Just last year, Congress snapped to attention and wrote and quickly passed a bill to ban the eminent national security threat of a video-sharing app. That bill doesn't do anything else.

Just a reminder that Congress, even now, can rapidly act on a laser focus when it is sufficiently motivated.


Perhaps not the best example to choose given that the president managed to fully ignore that law. Tik-Tok remains unbanned to this day despite there being no sale.

It was a perfectly fine example. Nothing in your comment has any relevance to what it's an example of.

The President is ignoring a lot of laws of various vintages. That's not generally under the purview of Congress.

Because almost no voters would be against the bill and it harms almost none of the supporters of representatives

If you think no voters would be against the bill, I would suggest your model of our media landscape could use a refresher.

Can you be more specific? I don't think regular voters care about certain, targeted, tech bills.

Quick statistics I pulled[1]:

In the US, 170 million people use TikTok. TikTok's US revenue reached $10 billion in 2024. US adult users spend an average of 53.8 minutes per day on TikTok. In 2024, TikTok was downloaded 875.67 million times.

(This data is going to include estimates. I am not going to quibble about the estimates, but whichever credible data source you choose will support the position that TikTok is not a niche outlet only used by a small segment of Americans.

Also, this data does not explore the number of Americans who earn a living by posting to the platform. Not interested in a values discussion about this, but banning the platform would suddenly cut off some Americans' income.)

Not a direct comparison, but CBS generally pulls ~5 million viewers during prime time programming. It's entirely likely that more people watch TikTok regularly than watch any TV network. For better or worse, TikTok is a very popular media outlet in the US.
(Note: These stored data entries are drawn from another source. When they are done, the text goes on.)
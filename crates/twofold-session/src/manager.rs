//! The session manager: tracks every live and recently-dropped session.
//!
//! Responsibilities:
//! - register a session when a client first joins under a username
//! - keep disconnected sessions around for the reconnect grace window,
//!   so a network blip doesn't cost a player their seat
//! - rebind a rejoining username to its prior identity within the window
//! - expire and clean up sessions that never came back
//!
//! # Concurrency note
//!
//! `SessionManager` is not thread-safe by itself — it is owned by the
//! server state behind a single async mutex. Keeping it a plain
//! `HashMap` here avoids hidden locking.

use std::collections::HashMap;

use crate::{Session, SessionConfig, SessionError, SessionId, SessionState};

/// How a `register` call resolved.
#[derive(Debug, Clone, Copy, PartialEq, Eq)]
pub enum Registration {
    /// A brand-new identity.
    Fresh,
    /// The username was disconnected within the grace window and has
    /// been rebound to this new session id.
    Rebound,
}

/// Registry of all sessions, indexed by id and by username.
pub struct SessionManager {
    sessions: HashMap<SessionId, Session>,
    /// Username → current session id. Kept in sync with `sessions`;
    /// this is what makes reconnect rebinding O(1).
    by_username: HashMap<String, SessionId>,
    config: SessionConfig,
}

impl SessionManager {
    pub fn new(config: SessionConfig) -> Self {
        Self {
            sessions: HashMap::new(),
            by_username: HashMap::new(),
            config,
        }
    }

    /// Registers `id` under `username`.
    ///
    /// A username whose previous session dropped within the grace window
    /// is rebound (returns [`Registration::Rebound`]); an expired or
    /// absent one gets a fresh identity.
    ///
    /// # Errors
    /// [`SessionError::AlreadyConnected`] when the username is bound to
    /// a session that is still connected.
    pub fn register(
        &mut self,
        id: SessionId,
        username: &str,
    ) -> Result<Registration, SessionError> {
        let mut registration = Registration::Fresh;

        if let Some(&old_id) = self.by_username.get(username) {
            // Same socket re-joining (e.g. switching rooms) is a no-op.
            if old_id == id {
                return Ok(Registration::Fresh);
            }
            let old = self
                .sessions
                .get(&old_id)
                .expect("username index points at a live entry");
            match &old.state {
                SessionState::Connected => {
                    return Err(SessionError::AlreadyConnected(username.to_string()));
                }
                SessionState::Disconnected { since }
                    if since.elapsed() <= self.config.reconnect_grace =>
                {
                    registration = Registration::Rebound;
                }
                _ => {}
            }
            self.sessions.remove(&old_id);
        }

        self.sessions.insert(
            id,
            Session {
                id,
                username: username.to_string(),
                state: SessionState::Connected,
            },
        );
        self.by_username.insert(username.to_string(), id);

        match registration {
            Registration::Fresh => tracing::info!(%id, username, "session registered"),
            Registration::Rebound => {
                tracing::info!(%id, username, "session rebound after reconnect")
            }
        }
        Ok(registration)
    }

    /// Marks a session disconnected, starting its grace window.
    ///
    /// Unknown ids are fine — a socket may drop before ever joining.
    pub fn disconnect(&mut self, id: SessionId) {
        if let Some(session) = self.sessions.get_mut(&id) {
            session.state = SessionState::Disconnected {
                since: std::time::Instant::now(),
            };
            tracing::info!(%id, username = %session.username, "session disconnected, grace window started");
        }
    }

    /// Removes a session outright (explicit leave, no grace).
    pub fn remove(&mut self, id: SessionId) -> Result<(), SessionError> {
        let session = self
            .sessions
            .remove(&id)
            .ok_or(SessionError::NotFound(id))?;
        self.by_username.remove(&session.username);
        Ok(())
    }

    /// Expires disconnected sessions past the grace window, returning
    /// the usernames whose identities are now gone for good. Call
    /// periodically; follow with [`Self::cleanup_expired`].
    pub fn expire_stale(&mut self) -> Vec<String> {
        let grace = self.config.reconnect_grace;
        let mut expired = Vec::new();
        for session in self.sessions.values_mut() {
            if let SessionState::Disconnected { since } = &session.state {
                if since.elapsed() > grace {
                    session.state = SessionState::Expired;
                    expired.push(session.username.clone());
                    tracing::info!(
                        id = %session.id,
                        username = %session.username,
                        "session expired"
                    );
                }
            }
        }
        expired
    }

    /// Drops all expired sessions and their username bindings.
    pub fn cleanup_expired(&mut self) {
        self.sessions.retain(|_, session| {
            if matches!(session.state, SessionState::Expired) {
                self.by_username.remove(&session.username);
                false
            } else {
                true
            }
        });
    }

    pub fn get(&self, id: SessionId) -> Option<&Session> {
        self.sessions.get(&id)
    }

    pub fn find_by_username(&self, username: &str) -> Option<&Session> {
        self.by_username
            .get(username)
            .and_then(|id| self.sessions.get(id))
    }

    pub fn len(&self) -> usize {
        self.sessions.len()
    }

    pub fn is_empty(&self) -> bool {
        self.sessions.is_empty()
    }
}

#[cfg(test)]
mod tests {
    //! Lifecycle tests. Time-dependent behavior is driven by config, not
    //! sleeps: a zero grace window expires immediately, an hour-long one
    //! never expires within a test.

    use std::time::Duration;

    use super::*;

    fn manager_with_instant_expiry() -> SessionManager {
        SessionManager::new(SessionConfig {
            reconnect_grace: Duration::ZERO,
        })
    }

    fn manager_with_long_grace() -> SessionManager {
        SessionManager::new(SessionConfig {
            reconnect_grace: Duration::from_secs(3600),
        })
    }

    fn sid(id: u64) -> SessionId {
        SessionId(id)
    }

    #[test]
    fn test_register_new_username_is_fresh() {
        let mut mgr = manager_with_long_grace();
        let reg = mgr.register(sid(1), "ada").unwrap();
        assert_eq!(reg, Registration::Fresh);

        let session = mgr.get(sid(1)).unwrap();
        assert!(matches!(session.state, SessionState::Connected));
        assert_eq!(session.username, "ada");
    }

    #[test]
    fn test_register_same_id_twice_is_noop() {
        let mut mgr = manager_with_long_grace();
        mgr.register(sid(1), "ada").unwrap();
        let reg = mgr.register(sid(1), "ada").unwrap();
        assert_eq!(reg, Registration::Fresh);
        assert_eq!(mgr.len(), 1);
    }

    #[test]
    fn test_register_connected_username_is_rejected() {
        let mut mgr = manager_with_long_grace();
        mgr.register(sid(1), "ada").unwrap();
        let err = mgr.register(sid(2), "ada").unwrap_err();
        assert!(matches!(err, SessionError::AlreadyConnected(u) if u == "ada"));
    }

    #[test]
    fn test_rejoin_within_grace_rebinds() {
        let mut mgr = manager_with_long_grace();
        mgr.register(sid(1), "ada").unwrap();
        mgr.disconnect(sid(1));

        let reg = mgr.register(sid(2), "ada").unwrap();
        assert_eq!(reg, Registration::Rebound);

        // The old id is gone; the username points at the new one.
        assert!(mgr.get(sid(1)).is_none());
        assert_eq!(mgr.find_by_username("ada").unwrap().id, sid(2));
        assert_eq!(mgr.len(), 1);
    }

    #[test]
    fn test_rejoin_after_grace_is_fresh() {
        let mut mgr = manager_with_instant_expiry();
        mgr.register(sid(1), "ada").unwrap();
        mgr.disconnect(sid(1));
        // Grace is zero, so the identity is already stale.

        let reg = mgr.register(sid(2), "ada").unwrap();
        assert_eq!(reg, Registration::Fresh);
    }

    #[test]
    fn test_disconnect_unknown_id_is_silent() {
        let mut mgr = manager_with_long_grace();
        mgr.disconnect(sid(99));
        assert!(mgr.is_empty());
    }

    #[test]
    fn test_remove_drops_username_binding() {
        let mut mgr = manager_with_long_grace();
        mgr.register(sid(1), "ada").unwrap();
        mgr.remove(sid(1)).unwrap();

        assert!(mgr.is_empty());
        assert!(mgr.find_by_username("ada").is_none());
        assert!(matches!(
            mgr.remove(sid(1)),
            Err(SessionError::NotFound(_))
        ));
    }

    #[test]
    fn test_expire_stale_reports_usernames() {
        let mut mgr = manager_with_instant_expiry();
        mgr.register(sid(1), "ada").unwrap();
        mgr.register(sid(2), "bob").unwrap();
        mgr.disconnect(sid(1));

        let expired = mgr.expire_stale();
        assert_eq!(expired, vec!["ada".to_string()]);

        // Bob is untouched.
        assert!(matches!(
            mgr.get(sid(2)).unwrap().state,
            SessionState::Connected
        ));
    }

    #[test]
    fn test_expire_stale_respects_grace() {
        let mut mgr = manager_with_long_grace();
        mgr.register(sid(1), "ada").unwrap();
        mgr.disconnect(sid(1));
        assert!(mgr.expire_stale().is_empty());
    }

    #[test]
    fn test_cleanup_removes_expired_and_keeps_live() {
        let mut mgr = manager_with_instant_expiry();
        mgr.register(sid(1), "ada").unwrap();
        mgr.register(sid(2), "bob").unwrap();
        mgr.disconnect(sid(1));
        mgr.expire_stale();

        assert_eq!(mgr.len(), 2);
        mgr.cleanup_expired();
        assert_eq!(mgr.len(), 1);
        assert!(mgr.get(sid(1)).is_none());
        assert!(mgr.find_by_username("ada").is_none());
        assert!(mgr.get(sid(2)).is_some());
    }

    #[test]
    fn test_full_lifecycle_disconnect_then_rebind() {
        // The reconnect scenario the grace window exists for: wifi blip,
        // fresh socket, same username, seat preserved upstream.
        let mut mgr = manager_with_long_grace();
        mgr.register(sid(1), "ada").unwrap();
        mgr.disconnect(sid(1));
        assert!(matches!(
            mgr.get(sid(1)).unwrap().state,
            SessionState::Disconnected { .. }
        ));

        let reg = mgr.register(sid(7), "ada").unwrap();
        assert_eq!(reg, Registration::Rebound);
        assert!(matches!(
            mgr.get(sid(7)).unwrap().state,
            SessionState::Connected
        ));
    }
}
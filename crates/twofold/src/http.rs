//! The HTTP surface: health probes, game history, administrative reset,
//! and (in debug builds only) scenario installation.

use std::sync::Arc;

#[cfg(debug_assertions)]
use axum::extract::Path;
use axum::extract::State;
use axum::http::StatusCode;
use axum::routing::{get, post};
use axum::{Json, Router};
use serde::Deserialize;
use serde_json::{json, Value};

use twofold_room::{GameRecord, RoomId};

use crate::history::HistoryStore;
use crate::server::ServerState;

#[derive(Debug, Deserialize)]
struct RoomPayload {
    room: String,
}

pub(crate) fn router<H: HistoryStore>(state: Arc<ServerState<H>>) -> Router {
    let router = Router::new()
        .route("/health", get(health))
        .route("/health/detailed", get(health_detailed::<H>))
        .route("/api/reset", post(reset_room::<H>))
        .route("/api/games", post(save_game::<H>).get(list_games::<H>));

    // The preset installer is the only non-move path that mutates a
    // game; it never ships in release builds.
    #[cfg(debug_assertions)]
    let router = router.route("/api/debug/setup/{scenario}", post(setup_scenario::<H>));

    router.with_state(state)
}

async fn health() -> &'static str {
    "ok"
}

async fn health_detailed<H: HistoryStore>(
    State(state): State<Arc<ServerState<H>>>,
) -> Json<Value> {
    let rooms = state.rooms.lock().await.room_count();
    let sessions = state.sessions.lock().await.len();
    Json(json!({
        "status": "ok",
        "uptime_secs": state.started_at.elapsed().as_secs(),
        "rooms": rooms,
        "sessions": sessions,
    }))
}

/// `POST /api/reset` — administrative, unconditional room reset.
async fn reset_room<H: HistoryStore>(
    State(state): State<Arc<ServerState<H>>>,
    Json(payload): Json<RoomPayload>,
) -> (StatusCode, Json<Value>) {
    let handle = state.rooms.lock().await.get(&RoomId(payload.room));
    match handle {
        Some(handle) => match handle.reset(None).await {
            Ok(()) => (
                StatusCode::OK,
                Json(json!({"message": "game reset successfully"})),
            ),
            Err(e) => (
                StatusCode::INTERNAL_SERVER_ERROR,
                Json(json!({"error": e.to_string()})),
            ),
        },
        None => (
            StatusCode::NOT_FOUND,
            Json(json!({"error": "room not found"})),
        ),
    }
}

/// `POST /api/games` — persist a finished game (legacy manual path).
async fn save_game<H: HistoryStore>(
    State(state): State<Arc<ServerState<H>>>,
    Json(record): Json<GameRecord>,
) -> (StatusCode, Json<Value>) {
    match state.history.list().await {
        Ok(games) if games.iter().any(|g| g.room == record.room) => {
            return (
                StatusCode::BAD_REQUEST,
                Json(json!({"error": "game already saved"})),
            );
        }
        Err(e) => {
            return (
                StatusCode::INTERNAL_SERVER_ERROR,
                Json(json!({"error": e.to_string()})),
            );
        }
        Ok(_) => {}
    }

    match state.history.save(&record).await {
        Ok(()) => (
            StatusCode::CREATED,
            Json(json!({"message": "game saved successfully"})),
        ),
        Err(e) => (
            StatusCode::INTERNAL_SERVER_ERROR,
            Json(json!({"error": e.to_string()})),
        ),
    }
}

/// `GET /api/games` — list persisted games.
async fn list_games<H: HistoryStore>(
    State(state): State<Arc<ServerState<H>>>,
) -> Result<Json<Vec<GameRecord>>, (StatusCode, Json<Value>)> {
    state.history.list().await.map(Json).map_err(|e| {
        (
            StatusCode::INTERNAL_SERVER_ERROR,
            Json(json!({"error": e.to_string()})),
        )
    })
}

/// `POST /api/debug/setup/{scenario}` — install a preset game state.
#[cfg(debug_assertions)]
async fn setup_scenario<H: HistoryStore>(
    State(state): State<Arc<ServerState<H>>>,
    Path(scenario): Path<String>,
    Json(payload): Json<RoomPayload>,
) -> (StatusCode, Json<Value>) {
    let Ok(scenario) = scenario.parse::<twofold_engine::Scenario>() else {
        return (
            StatusCode::NOT_FOUND,
            Json(json!({"message": format!("unknown scenario: {scenario}")})),
        );
    };

    let handle = state.rooms.lock().await.get(&RoomId(payload.room));
    match handle {
        Some(handle) => match handle.install_scenario(scenario).await {
            Ok(()) => (
                StatusCode::OK,
                Json(json!({
                    "message": format!("scenario '{}' activated", scenario.name())
                })),
            ),
            Err(e) => (
                StatusCode::INTERNAL_SERVER_ERROR,
                Json(json!({"error": e.to_string()})),
            ),
        },
        None => (
            StatusCode::NOT_FOUND,
            Json(json!({"message": "game not found, join the room first"})),
        ),
    }
}
//! Session types: the server's record of one connected client.

use std::fmt;
use std::time::{Duration, Instant};

/// Server-assigned identifier for one socket connection's session.
#[derive(Debug, Clone, Copy, PartialEq, Eq, Hash)]
pub struct SessionId(pub u64);

impl fmt::Display for SessionId {
    fn fmt(&self, f: &mut fmt::Formatter<'_>) -> fmt::Result {
        write!(f, "S-{}", self.0)
    }
}

/// Configuration for session behavior.
#[derive(Debug, Clone)]
pub struct SessionConfig {
    /// How long a disconnected player keeps their identity (and with it
    /// their seat color in any room) before the session expires.
    pub reconnect_grace: Duration,
}

impl Default for SessionConfig {
    fn default() -> Self {
        Self {
            reconnect_grace: Duration::from_secs(30),
        }
    }
}

/// The lifecycle state of a session.
///
/// ```text
///   Connected ──(disconnect)──► Disconnected ──(grace elapsed)──► Expired
///       ▲                            │
///       └───────(rejoin by username)─┘
/// ```
#[derive(Debug, Clone)]
pub enum SessionState {
    Connected,
    /// The socket dropped at `since`; a rejoin under the same username
    /// within the grace window rebinds to this identity.
    Disconnected { since: Instant },
    /// Grace elapsed; awaiting cleanup.
    Expired,
}

/// One client's session.
#[derive(Debug, Clone)]
pub struct Session {
    pub id: SessionId,
    /// The self-reported identity used for reconnect rebinding and room
    /// seat restoration. There is no authentication layer — the history
    /// viewer's OAuth is outside this server.
    pub username: String,
    pub state: SessionState,
}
This is "targeted" in the sense that it's targeted at essentially half of Americans and "tech" in the sense that every media uses tech.

1 - https://backlinko.com/tiktok-users


Is there a good summary of that episode somewhere? I've tried to read up on it as I don't really understand how it was an eminent (imminent?) security threat.

Is the TikTok debacle not a way higher profile case?

Did it have a larger financial impact than the tax code issue being discussed here? Absolutely not.

It was higher profile because Congress decided it should be higher profile.


I'm pretty sure that is precisely what GP referenced.

Yeah that’s my point

And it gets so bizzare that even legislators have to laugh when they read it out loud, like in this case here in Switzerland:

https://www.youtube.com/watch?v=S9hztUCq15o


There's a little of this, but more so, you only get one reconciliation bill per year. And anything that's not a reconciliation bill has to be bipartisan.